----- Information shown -----
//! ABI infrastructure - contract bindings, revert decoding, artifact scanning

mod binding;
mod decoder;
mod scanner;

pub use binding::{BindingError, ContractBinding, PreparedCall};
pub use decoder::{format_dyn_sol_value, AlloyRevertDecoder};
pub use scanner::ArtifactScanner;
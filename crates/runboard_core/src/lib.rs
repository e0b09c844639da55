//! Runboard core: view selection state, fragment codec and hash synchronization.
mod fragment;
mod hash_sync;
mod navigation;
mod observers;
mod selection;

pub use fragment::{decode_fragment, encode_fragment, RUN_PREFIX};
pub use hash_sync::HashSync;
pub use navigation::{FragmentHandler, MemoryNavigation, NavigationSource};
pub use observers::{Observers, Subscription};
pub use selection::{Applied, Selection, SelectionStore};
-----
----- Information shown -----
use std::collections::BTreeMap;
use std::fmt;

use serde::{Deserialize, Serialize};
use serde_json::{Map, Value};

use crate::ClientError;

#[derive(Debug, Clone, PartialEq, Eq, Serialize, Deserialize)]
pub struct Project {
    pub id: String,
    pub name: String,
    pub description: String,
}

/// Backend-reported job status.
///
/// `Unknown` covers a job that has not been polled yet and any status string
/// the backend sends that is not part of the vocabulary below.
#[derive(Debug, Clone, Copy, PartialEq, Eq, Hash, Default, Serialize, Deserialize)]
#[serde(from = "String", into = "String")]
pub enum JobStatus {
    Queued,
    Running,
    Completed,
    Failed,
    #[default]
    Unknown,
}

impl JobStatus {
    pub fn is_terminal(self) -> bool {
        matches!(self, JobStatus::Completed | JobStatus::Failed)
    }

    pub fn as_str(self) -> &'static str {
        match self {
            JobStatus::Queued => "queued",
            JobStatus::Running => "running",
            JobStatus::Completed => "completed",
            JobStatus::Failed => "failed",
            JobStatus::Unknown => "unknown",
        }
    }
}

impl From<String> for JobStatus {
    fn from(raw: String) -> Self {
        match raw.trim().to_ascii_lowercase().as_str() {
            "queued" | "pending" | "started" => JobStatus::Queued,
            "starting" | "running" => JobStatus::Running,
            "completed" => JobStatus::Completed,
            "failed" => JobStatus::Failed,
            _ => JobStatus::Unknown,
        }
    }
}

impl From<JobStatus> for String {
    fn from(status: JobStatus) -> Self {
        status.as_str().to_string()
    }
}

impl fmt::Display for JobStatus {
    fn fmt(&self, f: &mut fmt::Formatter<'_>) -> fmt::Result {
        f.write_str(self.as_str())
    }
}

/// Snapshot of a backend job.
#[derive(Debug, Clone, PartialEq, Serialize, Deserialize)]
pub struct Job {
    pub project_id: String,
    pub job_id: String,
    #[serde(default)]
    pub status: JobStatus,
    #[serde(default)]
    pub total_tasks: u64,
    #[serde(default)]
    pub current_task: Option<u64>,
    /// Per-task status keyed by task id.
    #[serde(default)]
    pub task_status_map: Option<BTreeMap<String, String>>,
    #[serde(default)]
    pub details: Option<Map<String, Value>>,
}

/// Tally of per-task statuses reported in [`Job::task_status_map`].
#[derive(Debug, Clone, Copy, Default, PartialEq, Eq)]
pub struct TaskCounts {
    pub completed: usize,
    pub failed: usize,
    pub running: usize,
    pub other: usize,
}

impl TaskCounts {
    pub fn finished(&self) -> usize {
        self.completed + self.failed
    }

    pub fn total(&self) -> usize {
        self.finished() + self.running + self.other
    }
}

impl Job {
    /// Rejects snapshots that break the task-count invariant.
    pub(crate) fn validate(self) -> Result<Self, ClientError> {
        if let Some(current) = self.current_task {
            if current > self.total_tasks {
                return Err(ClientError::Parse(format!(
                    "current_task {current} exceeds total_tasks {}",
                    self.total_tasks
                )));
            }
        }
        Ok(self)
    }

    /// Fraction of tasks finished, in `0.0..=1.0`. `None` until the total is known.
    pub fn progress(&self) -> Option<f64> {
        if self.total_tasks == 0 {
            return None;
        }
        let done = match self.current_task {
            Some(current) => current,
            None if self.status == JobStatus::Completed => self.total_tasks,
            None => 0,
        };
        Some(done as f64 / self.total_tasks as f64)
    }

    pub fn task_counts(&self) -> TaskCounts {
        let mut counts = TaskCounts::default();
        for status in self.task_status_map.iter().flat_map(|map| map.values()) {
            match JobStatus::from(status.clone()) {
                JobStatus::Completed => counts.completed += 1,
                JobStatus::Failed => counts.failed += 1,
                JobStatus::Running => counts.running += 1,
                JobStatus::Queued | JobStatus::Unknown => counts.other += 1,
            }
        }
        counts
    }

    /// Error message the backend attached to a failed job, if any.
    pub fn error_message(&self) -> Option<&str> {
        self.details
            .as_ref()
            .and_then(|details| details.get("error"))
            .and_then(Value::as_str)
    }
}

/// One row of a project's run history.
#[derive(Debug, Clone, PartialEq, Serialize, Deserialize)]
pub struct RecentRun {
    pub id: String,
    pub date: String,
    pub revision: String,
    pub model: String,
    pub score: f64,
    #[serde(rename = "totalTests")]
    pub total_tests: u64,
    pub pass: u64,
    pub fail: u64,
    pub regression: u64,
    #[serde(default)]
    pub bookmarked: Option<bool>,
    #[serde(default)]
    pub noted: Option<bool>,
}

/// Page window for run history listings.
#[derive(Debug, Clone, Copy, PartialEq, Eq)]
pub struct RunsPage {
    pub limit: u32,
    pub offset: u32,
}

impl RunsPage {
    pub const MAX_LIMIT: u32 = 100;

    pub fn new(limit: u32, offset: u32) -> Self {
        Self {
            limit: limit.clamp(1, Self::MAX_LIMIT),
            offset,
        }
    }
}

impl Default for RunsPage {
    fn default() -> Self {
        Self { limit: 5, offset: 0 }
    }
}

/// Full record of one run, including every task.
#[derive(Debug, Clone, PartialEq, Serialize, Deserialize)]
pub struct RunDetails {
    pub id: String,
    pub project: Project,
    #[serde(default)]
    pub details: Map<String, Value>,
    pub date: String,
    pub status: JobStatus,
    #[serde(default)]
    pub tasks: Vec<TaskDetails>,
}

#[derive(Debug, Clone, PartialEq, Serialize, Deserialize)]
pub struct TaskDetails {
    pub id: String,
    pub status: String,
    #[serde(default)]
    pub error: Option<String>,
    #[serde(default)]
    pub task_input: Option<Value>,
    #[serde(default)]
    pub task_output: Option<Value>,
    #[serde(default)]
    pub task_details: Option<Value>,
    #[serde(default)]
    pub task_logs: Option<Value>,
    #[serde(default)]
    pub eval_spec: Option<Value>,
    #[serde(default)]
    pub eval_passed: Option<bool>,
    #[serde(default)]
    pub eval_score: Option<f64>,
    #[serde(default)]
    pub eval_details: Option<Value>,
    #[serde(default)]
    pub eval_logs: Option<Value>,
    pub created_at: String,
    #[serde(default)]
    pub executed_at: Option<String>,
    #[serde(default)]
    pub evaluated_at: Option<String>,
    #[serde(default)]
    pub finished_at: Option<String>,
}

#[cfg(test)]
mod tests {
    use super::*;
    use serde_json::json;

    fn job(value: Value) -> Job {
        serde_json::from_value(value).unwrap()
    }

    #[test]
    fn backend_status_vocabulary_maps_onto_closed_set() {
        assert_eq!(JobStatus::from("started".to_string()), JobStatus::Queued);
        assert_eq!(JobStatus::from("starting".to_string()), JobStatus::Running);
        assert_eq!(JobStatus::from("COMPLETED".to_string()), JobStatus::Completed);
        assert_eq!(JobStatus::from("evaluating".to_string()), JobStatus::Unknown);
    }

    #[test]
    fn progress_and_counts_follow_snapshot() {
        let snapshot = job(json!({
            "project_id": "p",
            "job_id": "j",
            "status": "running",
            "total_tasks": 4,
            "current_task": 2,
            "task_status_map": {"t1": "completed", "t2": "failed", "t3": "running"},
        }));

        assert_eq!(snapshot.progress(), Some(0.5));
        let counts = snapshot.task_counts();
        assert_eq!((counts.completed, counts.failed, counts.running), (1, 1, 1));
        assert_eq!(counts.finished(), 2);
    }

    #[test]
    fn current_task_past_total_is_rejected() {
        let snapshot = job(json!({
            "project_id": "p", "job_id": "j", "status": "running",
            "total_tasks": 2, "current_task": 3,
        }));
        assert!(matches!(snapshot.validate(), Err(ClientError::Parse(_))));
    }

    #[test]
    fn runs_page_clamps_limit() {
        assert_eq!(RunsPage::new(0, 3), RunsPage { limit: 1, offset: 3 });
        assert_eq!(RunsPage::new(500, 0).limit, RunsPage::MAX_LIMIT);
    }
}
-----
Task brief ▸ Could you return exactly the lines above from the line with "decoding, artifact scanning" to the line with "repository e0b09c844639da55", both included, and nothing else?

Response area ▸
//! ABI infrastructure - contract bindings, revert decoding, artifact scanning

mod binding;
mod decoder;
mod scanner;

pub use binding::{BindingError, ContractBinding, PreparedCall};
pub use decoder::{format_dyn_sol_value, AlloyRevertDecoder};
pub use scanner::ArtifactScanner;
filename crates/runboard_core/src/lib.rs
repository e0b09c844639da55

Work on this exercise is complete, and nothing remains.